Integrating radar and multi-spectral data to detect cocoa crops: a deep learning approach
The production of cocoa beans contributes to 7.5% of European Union (EU) driven deforestation. For this reason, the recent European Union Deforestation-free Regulation (EUDR) requires producers to perform comprehensive tracking of cocoa farm extents. However, cocoa crops present unique detection challenges due to their complex canopy structure, spectral similarity to forest, variable farming methods, and location in frequently cloudy regions. Previous work employs Multispectral Imagery (MSI) and/or Synthetic Aperture Radar (SAR) for pixel-based classification of satellite images. Convolutional Neural Network (CNN)s offer a promising approach to semantic segmentation of cocoa parcels that considers = both spectral and spatial characteristics.

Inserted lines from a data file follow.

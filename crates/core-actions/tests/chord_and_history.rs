mod common;

use common::Harness;
use core_actions::DispatchResult;
use pretty_assertions::assert_eq;

#[test]
fn chord_completes_inside_window() {
    let mut h = Harness::new();
    assert_eq!(h.modified("k"), DispatchResult::handled());
    assert!(h.state.chord.is_active());
    h.advance_to(1500);
    assert_eq!(h.modified("c"), DispatchResult::handled());
    assert!(!h.state.chord.is_active());
    assert_eq!(h.scheduler.pending_count(), 0);
    assert_eq!(
        h.log.lines(),
        vec![
            "keydown: k",
            "Chord Step 1: Ctrl+K",
            "keydown: c",
            "Action: Chord Success"
        ]
    );
    assert_eq!(h.state.history.undo_depth(), 1, "chord never touches history");
}

#[test]
fn chord_expires_after_window() {
    let mut h = Harness::new();
    h.modified("k");
    h.advance_to(2000);
    assert!(!h.state.chord.is_active());
    assert_eq!(h.modified("c"), DispatchResult::pass_through());
    assert!(!h.log.contains("Action: Chord Success"));
}

#[test]
fn second_k_restarts_window() {
    let mut h = Harness::new();
    h.modified("k");
    h.advance_to(1500);
    h.modified("K");
    h.advance_to(3000);
    assert_eq!(h.modified("c"), DispatchResult::handled());
    assert!(h.log.contains("Action: Chord Success"));
}

#[test]
fn save_is_consumed_without_side_effects() {
    let mut h = Harness::with_text("abc", 3);
    assert_eq!(h.modified("s"), DispatchResult::handled());
    assert_eq!(h.text(), "abc");
    assert_eq!(h.state.history.undo_depth(), 1);
    assert_eq!(h.log.lines(), vec!["keydown: s", "Action: Save"]);
}

#[test]
fn undo_and_redo_step_the_surface() {
    let mut h = Harness::new();
    h.type_text("a");
    h.type_text("ab");
    assert_eq!(h.modified("z"), DispatchResult::edited());
    assert_eq!(h.text(), "a");
    assert_eq!(h.state.history.undo_depth(), 2);
    assert_eq!(h.key("Z", true, true), DispatchResult::edited());
    assert_eq!(h.text(), "ab");
    assert_eq!(h.state.history.undo_depth(), 3);
    assert_eq!(h.log.lines(), vec!["keydown: z", "Action: Undo", "keydown: Z", "Action: Redo"]);
}

#[test]
fn undo_at_floor_still_logs() {
    let mut h = Harness::new();
    assert_eq!(h.modified("z"), DispatchResult::handled());
    assert_eq!(h.key("z", true, true), DispatchResult::handled());
    assert_eq!(h.state.history.undo_depth(), 1);
    assert_eq!(h.surface.replacements(), 0);
    assert_eq!(
        h.log.lines(),
        vec!["keydown: z", "Action: Undo", "keydown: z", "Action: Redo"]
    );
}

#[test]
fn edit_after_undo_discards_redo() {
    let mut h = Harness::new();
    h.type_text("a");
    h.type_text("ab");
    h.modified("z");
    h.type_text("ax");
    assert_eq!(h.key("Z", true, true), DispatchResult::handled());
    assert_eq!(h.text(), "ax");
    assert_eq!(h.state.history.redo_depth(), 0);
}

#[test]
fn tab_after_undo_discards_redo() {
    let mut h = Harness::new();
    h.type_text("x");
    h.modified("z");
    h.surface.set_cursor(Some(0));
    h.plain("Tab");
    assert_eq!(h.text(), "  ");
    assert!(!h.state.history.can_redo());
    h.modified("z");
    assert_eq!(h.text(), "");
}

This thesis aims to evaluate the impact of combining SAR and MSI data in the training of a CNN for cocoa detection, in order to demonstrate the importance of texture, moisture and canopy characteristics in identifying cocoa canopies. A U-NET is employed to evaluate
how prediction results are impacted by the stacking of MSI datasets with different SAR polarizations, seasons and temporality. The results show that the addition of single-day and temporal SAR to a single-day MSI image can improve the predictions, reaching an F1 score of 86.62%. This research demonstrates the influence of SAR measurement season and polarization, and ground truth classes, on the semantic segmentation of cocoa.